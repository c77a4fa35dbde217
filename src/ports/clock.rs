//! Clock port. Every "now" in the application comes from here.

use chrono::{DateTime, NaiveDate, Utc};

pub trait Clock: Send + Sync {
    fn now(&self) -> DateTime<Utc>;

    /// Today's calendar date in UTC.
    fn today(&self) -> NaiveDate {
        self.now().date_naive()
    }
}
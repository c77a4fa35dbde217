//! Outbound ports. Application calls into infrastructure.
//!
//! Implemented by adapters (SQLite, in-memory, hosted REST backend).

use crate::domain::{DomainError, ListOrder, Pregnancy, Record, Reminder};
use chrono::NaiveDate;

/// Generic record repository. One implementation serves every entity type.
#[async_trait::async_trait]
pub trait RecordStore<R: Record>: Send + Sync {
    /// Fetch one record by id. `Ok(None)` when no row matches.
    async fn get(&self, id: &str) -> Result<Option<R>, DomainError>;

    /// All records belonging to `parent_id`, sorted by `order`.
    /// Each call re-reads the store.
    async fn list(&self, parent_id: &str, order: ListOrder) -> Result<Vec<R>, DomainError>;

    /// Validate and insert a new record; the store assigns `id` and timestamps.
    ///
    /// # Errors
    /// `Validation` for missing or malformed input, `Storage` otherwise.
    async fn create(&self, draft: &R::Draft) -> Result<R, DomainError>;

    /// Merge the patch's set fields into the record and return the result.
    ///
    /// # Errors
    /// `NotFound` when `id` does not exist, `Validation` for a bad patch,
    /// `Storage` otherwise.
    async fn update(&self, id: &str, patch: &R::Patch) -> Result<R, DomainError>;
}

/// Pregnancy repository. `list` takes the owner's user id as the parent.
#[async_trait::async_trait]
pub trait PregnancyStore: RecordStore<Pregnancy> {
    /// The owner's single active pregnancy. "No rows" is `Ok(None)`, not an error.
    async fn get_active(&self, owner_id: &str) -> Result<Option<Pregnancy>, DomainError>;
}

/// Reminder repository with the dashboard's bounded "next up" query.
#[async_trait::async_trait]
pub trait ReminderStore: RecordStore<Reminder> {
    /// Open reminders dated on or after `as_of`, ascending by date, at most `limit`.
    async fn list_upcoming(
        &self,
        pregnancy_id: &str,
        as_of: NaiveDate,
        limit: usize,
    ) -> Result<Vec<Reminder>, DomainError>;
}
//! Persistable record trait and the JSON-level helpers every store shares.
//!
//! Stores keep each record as its JSON representation. Creating stamps a
//! draft with `id` and timestamps; updating overlays the patch's set fields
//! on the stored JSON and re-reads it through the typed record.

use crate::domain::drafts::{
    BloodTestPatch, CheckupPatch, NewBloodTest, NewCheckup, NewPregnancy, NewReminder,
    NewUltrasound, PregnancyPatch, ReminderPatch, UltrasoundPatch, Validate,
    check_due_after_lmp, check_measurements,
};
use crate::domain::entities::{BloodTest, Checkup, Pregnancy, Reminder, Ultrasound};
use crate::domain::errors::DomainError;
use chrono::{DateTime, NaiveDate, SecondsFormat, Utc};
use serde::Serialize;
use serde::de::DeserializeOwned;
use serde_json::{Map, Value};

#[derive(Debug, Clone, Copy, PartialEq, Eq)]
pub enum SortDirection {
    Ascending,
    Descending,
}

#[derive(Debug, Clone, Copy, PartialEq, Eq)]
pub enum OrderBy {
    /// The entity's own date column (`checkup_date`, `reminder_date`, ...).
    RecordDate,
    CreatedAt,
}

/// Sort order for `RecordStore::list`. Ties fall back to `created_at`, then `id`,
/// in the same direction.
#[derive(Debug, Clone, Copy, PartialEq, Eq)]
pub struct ListOrder {
    pub by: OrderBy,
    pub direction: SortDirection,
}

impl ListOrder {
    pub fn by_date(direction: SortDirection) -> Self {
        Self {
            by: OrderBy::RecordDate,
            direction,
        }
    }

    /// The order the frontend lists this entity in.
    pub fn default_for<R: Record>() -> Self {
        Self::by_date(R::DEFAULT_DIRECTION)
    }

    /// Column name in the backend schema.
    pub fn column<R: Record>(&self) -> &'static str {
        match self.by {
            OrderBy::RecordDate => R::DATE_COLUMN,
            OrderBy::CreatedAt => "created_at",
        }
    }
}

/// A record kept in one backend table, owned by one parent row.
pub trait Record: Serialize + DeserializeOwned + Clone + Send + Sync + 'static {
    type Draft: Serialize + Validate + Send + Sync;
    type Patch: Serialize + Validate + Send + Sync;

    /// Human-readable entity name for errors and logs.
    const ENTITY: &'static str;
    const TABLE: &'static str;
    /// Foreign key to the owning row (`user_id` for pregnancies).
    const PARENT_COLUMN: &'static str;
    const DATE_COLUMN: &'static str;
    const DEFAULT_DIRECTION: SortDirection;
    /// Boolean column the store filters on, if any.
    const FLAG_COLUMN: Option<&'static str> = None;
    /// At most one row per parent may have the flag set.
    const EXCLUSIVE_FLAG: bool = false;
    const HAS_UPDATED_AT: bool = false;

    fn id(&self) -> &str;
    fn parent_id(&self) -> &str;
    fn record_date(&self) -> NaiveDate;
    fn created_at(&self) -> DateTime<Utc>;
    fn flag(&self) -> bool {
        false
    }
    /// Cross-field rules on the whole record, run after every create and merge.
    fn check(&self) -> Result<(), DomainError> {
        Ok(())
    }
}

impl Record for Pregnancy {
    type Draft = NewPregnancy;
    type Patch = PregnancyPatch;
    const ENTITY: &'static str = "pregnancy";
    const TABLE: &'static str = "pregnancies";
    const PARENT_COLUMN: &'static str = "user_id";
    const DATE_COLUMN: &'static str = "last_menstruation_date";
    const DEFAULT_DIRECTION: SortDirection = SortDirection::Ascending;
    const FLAG_COLUMN: Option<&'static str> = Some("is_active");
    const EXCLUSIVE_FLAG: bool = true;
    const HAS_UPDATED_AT: bool = true;

    fn id(&self) -> &str {
        &self.id
    }
    fn parent_id(&self) -> &str {
        &self.user_id
    }
    fn record_date(&self) -> NaiveDate {
        self.last_menstruation_date
    }
    fn created_at(&self) -> DateTime<Utc> {
        self.created_at
    }
    fn flag(&self) -> bool {
        self.is_active
    }
    fn check(&self) -> Result<(), DomainError> {
        check_due_after_lmp(self.last_menstruation_date, self.expected_due_date)
    }
}

impl Record for Checkup {
    type Draft = NewCheckup;
    type Patch = CheckupPatch;
    const ENTITY: &'static str = "checkup";
    const TABLE: &'static str = "checkups";
    const PARENT_COLUMN: &'static str = "pregnancy_id";
    const DATE_COLUMN: &'static str = "checkup_date";
    const DEFAULT_DIRECTION: SortDirection = SortDirection::Descending;
    const HAS_UPDATED_AT: bool = true;

    fn id(&self) -> &str {
        &self.id
    }
    fn parent_id(&self) -> &str {
        &self.pregnancy_id
    }
    fn record_date(&self) -> NaiveDate {
        self.checkup_date
    }
    fn created_at(&self) -> DateTime<Utc> {
        self.created_at
    }
    fn check(&self) -> Result<(), DomainError> {
        check_measurements(&self.measurements)
    }
}

impl Record for Ultrasound {
    type Draft = NewUltrasound;
    type Patch = UltrasoundPatch;
    const ENTITY: &'static str = "ultrasound";
    const TABLE: &'static str = "ultrasounds";
    const PARENT_COLUMN: &'static str = "pregnancy_id";
    const DATE_COLUMN: &'static str = "ultrasound_date";
    const DEFAULT_DIRECTION: SortDirection = SortDirection::Descending;

    fn id(&self) -> &str {
        &self.id
    }
    fn parent_id(&self) -> &str {
        &self.pregnancy_id
    }
    fn record_date(&self) -> NaiveDate {
        self.ultrasound_date
    }
    fn created_at(&self) -> DateTime<Utc> {
        self.created_at
    }
}

impl Record for BloodTest {
    type Draft = NewBloodTest;
    type Patch = BloodTestPatch;
    const ENTITY: &'static str = "blood test";
    const TABLE: &'static str = "blood_tests";
    const PARENT_COLUMN: &'static str = "pregnancy_id";
    const DATE_COLUMN: &'static str = "test_date";
    const DEFAULT_DIRECTION: SortDirection = SortDirection::Descending;

    fn id(&self) -> &str {
        &self.id
    }
    fn parent_id(&self) -> &str {
        &self.pregnancy_id
    }
    fn record_date(&self) -> NaiveDate {
        self.test_date
    }
    fn created_at(&self) -> DateTime<Utc> {
        self.created_at
    }
}

impl Record for Reminder {
    type Draft = NewReminder;
    type Patch = ReminderPatch;
    const ENTITY: &'static str = "reminder";
    const TABLE: &'static str = "reminders";
    const PARENT_COLUMN: &'static str = "pregnancy_id";
    const DATE_COLUMN: &'static str = "reminder_date";
    const DEFAULT_DIRECTION: SortDirection = SortDirection::Ascending;
    const FLAG_COLUMN: Option<&'static str> = Some("is_completed");

    fn id(&self) -> &str {
        &self.id
    }
    fn parent_id(&self) -> &str {
        &self.pregnancy_id
    }
    fn record_date(&self) -> NaiveDate {
        self.reminder_date
    }
    fn created_at(&self) -> DateTime<Utc> {
        self.created_at
    }
    fn flag(&self) -> bool {
        self.is_completed
    }
}

/// Timestamp text with fixed precision, so it sorts lexicographically.
pub fn timestamp_key(ts: DateTime<Utc>) -> String {
    ts.to_rfc3339_opts(SecondsFormat::Micros, true)
}

fn to_object<T: Serialize>(entity: &str, value: &T) -> Result<Map<String, Value>, DomainError> {
    match serde_json::to_value(value) {
        Ok(Value::Object(map)) => Ok(map),
        Ok(_) => Err(DomainError::Validation(format!(
            "{} input must serialize to an object",
            entity
        ))),
        Err(e) => Err(DomainError::Validation(format!("{}: {}", entity, e))),
    }
}

fn from_object<R: Record>(map: Map<String, Value>) -> Result<R, DomainError> {
    serde_json::from_value(Value::Object(map))
        .map_err(|e| DomainError::Validation(format!("{}: {}", R::ENTITY, e)))
}

/// Validates `draft` and turns it into a full record with the given id and timestamps.
pub fn stamp_new<R: Record>(
    draft: &R::Draft,
    id: &str,
    now: DateTime<Utc>,
) -> Result<R, DomainError> {
    draft.validate()?;
    let mut map = to_object(R::ENTITY, draft)?;
    let ts = Value::String(timestamp_key(now));
    map.insert("id".into(), Value::String(id.to_string()));
    map.insert("created_at".into(), ts.clone());
    if R::HAS_UPDATED_AT {
        map.insert("updated_at".into(), ts);
    }
    let record: R = from_object(map)?;
    record.check()?;
    Ok(record)
}

/// Validates `patch`, merges its set fields into `current` and checks the
/// merged record. Identity, parent and `created_at` are never overwritten.
pub fn apply_patch<R: Record>(
    current: &R,
    patch: &R::Patch,
    now: DateTime<Utc>,
) -> Result<R, DomainError> {
    patch.validate()?;
    let mut map = to_object(R::ENTITY, current)?;
    for (key, value) in to_object(R::ENTITY, patch)? {
        if key == "id" || key == "created_at" || key == R::PARENT_COLUMN {
            continue;
        }
        map.insert(key, value);
    }
    if R::HAS_UPDATED_AT {
        map.insert("updated_at".into(), Value::String(timestamp_key(now)));
    }
    let merged: R = from_object(map)?;
    merged.check()?;
    Ok(merged)
}

/// Clears `FLAG_COLUMN` on a stored record, used to demote siblings of an
/// exclusively flagged record.
pub fn clear_flag<R: Record>(current: &R, now: DateTime<Utc>) -> Result<R, DomainError> {
    let Some(column) = R::FLAG_COLUMN else {
        return Ok(current.clone());
    };
    let mut map = to_object(R::ENTITY, current)?;
    map.insert(column.into(), Value::Bool(false));
    if R::HAS_UPDATED_AT {
        map.insert("updated_at".into(), Value::String(timestamp_key(now)));
    }
    from_object(map)
}

/// Orders records in memory the way stores order rows.
pub fn sort_records<R: Record>(records: &mut [R], order: ListOrder) {
    records.sort_by(|a, b| {
        let primary = match order.by {
            OrderBy::RecordDate => a.record_date().cmp(&b.record_date()),
            OrderBy::CreatedAt => a.created_at().cmp(&b.created_at()),
        };
        primary
            .then_with(|| a.created_at().cmp(&b.created_at()))
            .then_with(|| a.id().cmp(b.id()))
    });
    if order.direction == SortDirection::Descending {
        records.reverse();
    }
}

◆ **Exercise prompt**
From the entries above, extract only the lines running from the one containing "the typed record." through the one containing "pub struct ListOrder", inclusive.

◆ **Response to this task**
//! on the stored JSON and re-reads it through the typed record.

use crate::domain::drafts::{
    BloodTestPatch, CheckupPatch, NewBloodTest, NewCheckup, NewPregnancy, NewReminder,
    NewUltrasound, PregnancyPatch, ReminderPatch, UltrasoundPatch, Validate,
    check_due_after_lmp, check_measurements,
};
use crate::domain::entities::{BloodTest, Checkup, Pregnancy, Reminder, Ultrasound};
use crate::domain::errors::DomainError;
use chrono::{DateTime, NaiveDate, SecondsFormat, Utc};
use serde::Serialize;
use serde::de::DeserializeOwned;
use serde_json::{Map, Value};

#[derive(Debug, Clone, Copy, PartialEq, Eq)]
pub enum SortDirection {
    Ascending,
    Descending,
}

#[derive(Debug, Clone, Copy, PartialEq, Eq)]
pub enum OrderBy {
    /// The entity's own date column (`checkup_date`, `reminder_date`, ...).
    RecordDate,
    CreatedAt,
}

/// Sort order for `RecordStore::list`. Ties fall back to `created_at`, then `id`,
/// in the same direction.
#[derive(Debug, Clone, Copy, PartialEq, Eq)]
pub struct ListOrder {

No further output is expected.